**Records from a data collection:**
----
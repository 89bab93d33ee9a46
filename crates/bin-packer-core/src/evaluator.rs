//! Packing evaluator (spec §4.G): scores a completed [`PackingVariant`] on
//! four weighted metrics and ranks a batch of variants produced by different
//! configurations, de-duplicating ones that happen to be structurally
//! identical.

use tracing::debug;

use crate::bin::Bin;
use crate::config::{PackerConfiguration, PackingEvaluationWeights};
use crate::item::SingleItem;
use crate::packer::PackingVariant;

/// The four named sub-metrics behind a variant's or bin's score, alongside
/// the weighted `total` that ranking actually sorts by (spec §4.G
/// supplement — see DESIGN.md).
#[derive(Debug, Clone, Copy, PartialEq, Default)]
pub struct PackingScore {
    pub item_distribution: f64,
    pub item_stacking: f64,
    pub item_grouping: f64,
    pub utilized_space: f64,
    pub total: f64,
}

/// One de-duplicated variant plus its score and every configuration that
/// produced it.
#[derive(Debug, Clone)]
pub struct EvaluatedVariant {
    pub variant: PackingVariant,
    pub score: PackingScore,
    pub configs: Vec<PackerConfiguration>,
}

/// Scores every `(variant, config)` pair, merging variants that are
/// structurally equal (same bins, same unpacked residue) into one entry
/// carrying all of the configs that produced it. Sorted by descending total.
pub fn evaluate(
    variants: Vec<(PackingVariant, PackerConfiguration)>,
    weights: &PackingEvaluationWeights,
) -> Vec<EvaluatedVariant> {
    let mut out: Vec<EvaluatedVariant> = Vec::new();
    for (variant, config) in variants {
        if let Some(existing) = out.iter_mut().find(|e| e.variant == variant) {
            existing.configs.push(config);
            continue;
        }
        let score = score_variant(&variant, weights);
        out.push(EvaluatedVariant {
            variant,
            score,
            configs: vec![config],
        });
    }
    out.sort_by(|a, b| {
        b.score
            .total
            .partial_cmp(&a.score.total)
            .unwrap_or(std::cmp::Ordering::Equal)
    });
    debug!(variants = out.len(), "evaluation complete");
    out
}

/// The mean of each bin's score, metric by metric (spec §4.G).
pub fn score_variant(variant: &PackingVariant, weights: &PackingEvaluationWeights) -> PackingScore {
    if variant.bins.is_empty() {
        return PackingScore::default();
    }
    let scores: Vec<PackingScore> = variant.bins.iter().map(|b| score_bin(b, weights)).collect();
    let n = scores.len() as f64;
    PackingScore {
        item_distribution: scores.iter().map(|s| s.item_distribution).sum::<f64>() / n,
        item_stacking: scores.iter().map(|s| s.item_stacking).sum::<f64>() / n,
        item_grouping: scores.iter().map(|s| s.item_grouping).sum::<f64>() / n,
        utilized_space: scores.iter().map(|s| s.utilized_space).sum::<f64>() / n,
        total: scores.iter().map(|s| s.total).sum::<f64>() / n,
    }
}

/// Weighted sum of the four per-bin metrics, normalized by the sum of
/// weights (spec §4.G). Metrics operate on the bin's fully flattened leaf
/// items: distribution and stacking are physical properties of the concrete
/// boxes, not of the virtual group wrapper (see DESIGN.md).
pub fn score_bin(bin: &Bin, weights: &PackingEvaluationWeights) -> PackingScore {
    let leaves: Vec<SingleItem> = bin.packed_items.iter().flat_map(|i| i.flatten()).collect();
    if leaves.is_empty() {
        return PackingScore::default();
    }

    let total_weight = weights.total();
    if total_weight <= 0.0 {
        return PackingScore::default();
    }

    let distribution = item_distribution(bin, &leaves);
    let stacking = item_stacking(&leaves);
    let grouping = item_grouping(&leaves);
    let utilized = utilized_space(bin);

    let total = (weights.item_distribution * distribution
        + weights.item_stacking * stacking
        + weights.item_grouping * grouping
        + weights.utilized_space * utilized)
        / total_weight;

    PackingScore {
        item_distribution: distribution,
        item_stacking: stacking,
        item_grouping: grouping,
        utilized_space: utilized,
        total,
    }
}

fn item_distribution(bin: &Bin, leaves: &[SingleItem]) -> f64 {
    let used_volume = bin.get_used_volume(false) as f64;
    if used_volume == 0.0 {
        return 0.0;
    }
    let width = bin.width() as f64;
    let half_width = width / 2.0;
    let mean: f64 = leaves
        .iter()
        .map(|item| {
            let p = item.position.expect("bin only holds packed items");
            let x = p.x as f64;
            let w = item.width as f64;
            let wall_distance = x.min(width - x - w);
            let score = 1.0 - wall_distance / half_width;
            score * (item.volume() as f64) / used_volume
        })
        .sum::<f64>()
        / leaves.len() as f64;
    mean
}

/// Whether `below`'s (x,y) footprint overlaps `above`'s by at least half of
/// `above`'s width and half of `above`'s length — the threshold that counts
/// as meaningful support rather than an incidental corner touch.
fn footprint_overlaps_half(above: &SingleItem, below: &SingleItem) -> bool {
    let (ax, ay, aw, al) = (
        above.position.unwrap().x,
        above.position.unwrap().y,
        above.width,
        above.length,
    );
    let (bx, by, bw, bl) = (
        below.position.unwrap().x,
        below.position.unwrap().y,
        below.width,
        below.length,
    );
    let overlap_x = (ax + aw).min(bx + bw) - ax.max(bx);
    let overlap_y = (ay + al).min(by + bl) - ay.max(by);
    overlap_x as f64 >= aw as f64 / 2.0 && overlap_y as f64 >= al as f64 / 2.0
}

fn item_stacking(leaves: &[SingleItem]) -> f64 {
    let mean: f64 = leaves
        .iter()
        .map(|item| {
            let top_z = item.position.unwrap().z;
            let below: Vec<&SingleItem> = leaves
                .iter()
                .filter(|other| {
                    other.position.unwrap().z + other.height <= top_z && footprint_overlaps_half(item, other)
                })
                .collect();
            if below.is_empty() {
                return 1.0;
            }
            let smaller = below.iter().filter(|b| b.volume() < item.volume()).count();
            1.0 - (smaller as f64) / (below.len() as f64)
        })
        .sum::<f64>()
        / leaves.len() as f64;
    mean
}

fn item_grouping(leaves: &[SingleItem]) -> f64 {
    let mut partitions: Vec<Vec<&SingleItem>> = Vec::new();
    for item in leaves {
        let dims = (item.width, item.length, item.height);
        match partitions.iter_mut().find(|p| {
            let d = (p[0].width, p[0].length, p[0].height);
            d == dims
        }) {
            Some(p) => p.push(item),
            None => partitions.push(vec![item]),
        }
    }

    let grouped: Vec<&Vec<&SingleItem>> = partitions.iter().filter(|p| p.len() >= 2).collect();
    if grouped.is_empty() {
        return 1.0;
    }

    let group_means: Vec<f64> = grouped
        .iter()
        .map(|group| {
            let divisor = ((group.len() as i64 - 1).max(1)).min(4) as f64;
            let per_item: f64 = group
                .iter()
                .map(|item| {
                    let p = item.position.unwrap();
                    let neighbors = group
                        .iter()
                        .filter(|other| {
                            if std::ptr::eq(**other, *item) {
                                return false;
                            }
                            let q = other.position.unwrap();
                            let (dx, dy, dz) = (q.x - p.x, q.y - p.y, q.z - p.z);
                            (dx, dy, dz) == (item.width, 0, 0)
                                || (dx, dy, dz) == (0, item.length, 0)
                                || (dx, dy, dz) == (0, 0, item.height)
                                || (dx, dy, dz) == (-item.width, 0, 0)
                                || (dx, dy, dz) == (0, -item.length, 0)
                                || (dx, dy, dz) == (0, 0, -item.height)
                        })
                        .count();
                    (neighbors as f64) / divisor
                })
                .sum::<f64>()
                / group.len() as f64;
            per_item
        })
        .collect();

    group_means.iter().sum::<f64>() / group_means.len() as f64
}

fn utilized_space(bin: &Bin) -> f64 {
    if bin.volume() == 0 {
        return 0.0;
    }
    bin.get_used_volume(false) as f64 / bin.volume() as f64
}

#[cfg(test)]
mod tests {
    use super::*;
    use crate::bin::ReferenceBin;
    use crate::item::Item;
    use crate::model::Position;

    fn bin_with(items: Vec<(Item, Position)>) -> Bin {
        let mut bin = Bin::new(ReferenceBin {
            width: 10,
            length: 10,
            height: 10,
            max_length: None,
            max_weight: None,
            stability_factor: 1.0,
            overhang_y_stability_factor: None,
            safety_distance_smaller_articles: None,
            min_article_width_no_safety_distance: None,
            safety_distance_lengthwise: None,
        });
        for (item, pos) in items {
            bin.pack_item(item, pos).unwrap();
        }
        bin
    }

    #[test]
    fn empty_bin_scores_zero() {
        let bin = Bin::new(ReferenceBin {
            width: 10,
            length: 10,
            height: 10,
            max_length: None,
            max_weight: None,
            stability_factor: 1.0,
            overhang_y_stability_factor: None,
            safety_distance_smaller_articles: None,
            min_article_width_no_safety_distance: None,
            safety_distance_lengthwise: None,
        });
        assert_eq!(score_bin(&bin, &PackingEvaluationWeights::default()).total, 0.0);
    }

    #[test]
    fn item_against_wall_scores_higher_distribution_than_centered() {
        let against_wall = bin_with(vec![(Item::single("a", 2, 2, 2, 1.0), Position::new(0, 0, 0))]);
        let centered = bin_with(vec![(Item::single("a", 2, 2, 2, 1.0), Position::new(4, 0, 0))]);
        let weights = PackingEvaluationWeights {
            item_distribution: 1.0,
            item_stacking: 0.0,
            item_grouping: 0.0,
            utilized_space: 0.0,
        };
        assert!(score_bin(&against_wall, &weights).total > score_bin(&centered, &weights).total);
    }

    #[test]
    fn utilized_space_is_volume_ratio() {
        let bin = bin_with(vec![(Item::single("a", 5, 5, 5, 1.0), Position::new(0, 0, 0))]);
        let weights = PackingEvaluationWeights {
            item_distribution: 0.0,
            item_stacking: 0.0,
            item_grouping: 0.0,
            utilized_space: 1.0,
        };
        assert!((score_bin(&bin, &weights).total - 0.125).abs() < 1e-9);
    }

    #[test]
    fn evaluate_merges_structurally_identical_variants() {
        let variant = PackingVariant {
            bins: vec![bin_with(vec![(Item::single("a", 2, 2, 2, 1.0), Position::new(0, 0, 0))])],
            unpacked_items: vec![],
        };
        let config_a = PackerConfiguration::default();
        let mut config_b = PackerConfiguration::default();
        config_b.padding_x = 1;
        let out = evaluate(
            vec![(variant.clone(), config_a), (variant, config_b)],
            &PackingEvaluationWeights::default(),
        );
        assert_eq!(out.len(), 1);
        assert_eq!(out[0].configs.len(), 2);
    }
}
----
**Task to carry out:**
Across all lines above, count those with the string "find". Only the number is wanted.

**Response to this task:**
2